In a recent Outside The Lines article posted earlier this month on ESPN.com, it was reported that the National Football League — under fire these days for its role in downplaying concussions and head trauma in professional sports — may be exerting inappropriate influence on scientific studies on concussions. The OTL article posits that this is not a new development either. According to the piece, the NFL has had its hand in funding scientific studies regarding concussions and their long-term effects since the mid-1990s. However, these studies have specifically been tainted as they were funded by the NFL for the sole purpose of limiting the public’s knowledge of the dangers of concussions and their relationship/connection directly to playing football.

According to the report, which interviewed a significant number of doctors and brain specialists, both with and without ties to the NFL, much of the league’s funding over the last two decades has gone to NFL-friendly doctors and organizations. For example, in the past two years, NFL-affiliated grants totaling several million dollars have gone to scientists or institutions directly connected to the league, including for projects tied to the co-chairman of its “Head, Neck and Spine Committee,” which oversees medical issues related to those areas of the body in football players. Supposedly, the “Head, Neck and Spine Committee” is developing new research techniques to studying concussions and, more importantly, their role in the game.

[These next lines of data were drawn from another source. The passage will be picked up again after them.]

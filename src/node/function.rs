use std::sync::Arc;

use anyhow::{Result, anyhow};
use serde::de::DeserializeOwned;
use serde_json::{Map, Value};

use crate::runtime::context::CallContext;

/// A node body: receives the per-call context and the filtered arguments.
pub type NodeFn = Arc<dyn Fn(&CallContext<'_>, &Args) -> Result<Returned> + Send + Sync>;

pub fn node_fn<F>(f: F) -> NodeFn
where
    F: Fn(&CallContext<'_>, &Args) -> Result<Returned> + Send + Sync + 'static,
{
    Arc::new(f)
}

/// Keyword arguments handed to a node body.
#[derive(Debug, Clone, Default, PartialEq)]
pub struct Args {
    values: Map<String, Value>,
}

impl Args {
    pub fn new(values: Map<String, Value>) -> Self {
        Self { values }
    }

    pub fn get(&self, name: &str) -> Option<&Value> {
        self.values.get(name)
    }

    pub fn contains(&self, name: &str) -> bool {
        self.values.contains_key(name)
    }

    /// Deserializes a required argument.
    pub fn value<T: DeserializeOwned>(&self, name: &str) -> Result<T> {
        let raw = self
            .values
            .get(name)
            .ok_or_else(|| anyhow!("Missing argument '{}'", name))?;
        serde_json::from_value(raw.clone()).map_err(|e| anyhow!("Argument '{}' has the wrong shape: {}", name, e))
    }

    /// Deserializes an argument that may be absent or null.
    pub fn opt<T: DeserializeOwned>(&self, name: &str) -> Result<Option<T>> {
        match self.values.get(name) {
            None | Some(Value::Null) => Ok(None),
            Some(_) => self.value(name).map(Some),
        }
    }

    pub fn iter(&self) -> impl Iterator<Item = (&String, &Value)> {
        self.values.iter()
    }

    pub fn len(&self) -> usize {
        self.values.len()
    }

    pub fn is_empty(&self) -> bool {
        self.values.is_empty()
    }

    pub fn as_map(&self) -> &Map<String, Value> {
        &self.values
    }

    pub fn into_map(self) -> Map<String, Value> {
        self.values
    }
}

/// What a node body produced. `Nothing` is "returned no value at all".
#[derive(Debug, Clone, PartialEq)]
pub enum Returned {
    Nothing,
    Single(Value),
    Tuple(Vec<Value>),
}

impl Returned {
    pub fn single(value: impl Into<Value>) -> Self {
        Returned::Single(value.into())
    }

    pub fn tuple<V: Into<Value>>(values: impl IntoIterator<Item = V>) -> Self {
        Returned::Tuple(values.into_iter().map(Into::into).collect())
    }

    /// Normalizes to a value list the way a single return becomes a 1-tuple.
    pub fn into_values(self) -> Vec<Value> {
        match self {
            Returned::Nothing => vec![Value::Null],
            Returned::Single(v) => vec![v],
            Returned::Tuple(vs) => vs,
        }
    }
}

impl From<Value> for Returned {
    fn from(value: Value) -> Self {
        Returned::Single(value)
    }
}
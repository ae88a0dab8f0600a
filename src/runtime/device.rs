use serde_json::Value;

use crate::types::tensor::{HOST_DEVICE, Tensor};

/// Moves tensor-shaped values between host memory and a compute device.
pub trait DevicePlacement: Send + Sync {
    fn to_device(&self, value: Value) -> Value;

    fn to_host(&self, value: Value) -> Value;
}

/// No compute device: values stay where they are.
#[derive(Debug, Clone, Copy, Default)]
pub struct HostOnly;

impl DevicePlacement for HostOnly {
    fn to_device(&self, value: Value) -> Value {
        value
    }

    fn to_host(&self, value: Value) -> Value {
        value
    }
}

/// Relabels every tensor (including those nested in lists and objects) with
/// a device name.
#[derive(Debug, Clone)]
pub struct TensorDevice {
    device: String,
}

impl TensorDevice {
    pub fn new(device: &str) -> Self {
        Self {
            device: device.to_string(),
        }
    }

    pub fn device(&self) -> &str {
        &self.device
    }
}

fn relabel(value: Value, device: &str) -> Value {
    if Tensor::is_tensor(&value) {
        let Value::Object(mut map) = value else {
            return value;
        };
        map.insert("device".to_string(), Value::String(device.to_string()));
        return Value::Object(map);
    }
    match value {
        Value::Array(items) => Value::Array(items.into_iter().map(|v| relabel(v, device)).collect()),
        Value::Object(map) => Value::Object(map.into_iter().map(|(k, v)| (k, relabel(v, device))).collect()),
        other => other,
    }
}

impl DevicePlacement for TensorDevice {
    fn to_device(&self, value: Value) -> Value {
        relabel(value, &self.device)
    }

    fn to_host(&self, value: Value) -> Value {
        relabel(value, HOST_DEVICE)
    }
}

#[cfg(test)]
mod tests {
    use super::*;
    use serde_json::json;

    #[test]
    fn test_nested_tensors_are_relabelled() {
        let t = Tensor::filled(vec![1, 2], 0.5).to_value();
        let moved = TensorDevice::new("cuda:0").to_device(json!({"a": [t.clone()], "n": 1}));
        assert_eq!(moved["a"][0]["device"], json!("cuda:0"));
        assert_eq!(moved["n"], json!(1));
        let back = TensorDevice::new("cuda:0").to_host(moved);
        assert_eq!(back["a"][0]["device"], json!(HOST_DEVICE));
    }
}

But for many, the idea that the NFL is donating the bulk of its money on the subject to its own doctors and its own specialists clouds the independence of it all. According to the report, there are those in the industry worried that the NFL’s influence will make the research “football friendly.” For many researchers, grants are the only way they can afford to continue studying concussions and head trauma; if the NFL is donating the most money, then it’s likely it will want to donate to the institutions who it can control the most. The authors parallel this idea directly to Big Tobacco’s attempt in the twentieth century to control scientific studies into proving smoking is not harmful. Obviously, if the dangers are really there and can be proven, the public is going to want to hear the real answers, and the court of public opinion is not going to be friendly, in this case, to the NFL if it’s shown it has been trying to cover up/downplay the actual risks concussions pose in playing football.

Promised grant money being taken away, biased advisors establishing impossible standards for conducting research, independent scientists changing their tune on the possible dangers of concussions in football as soon as they get a taste of that sweet, sweet grant money — all of these are the sort of topics touched on by the OTL article.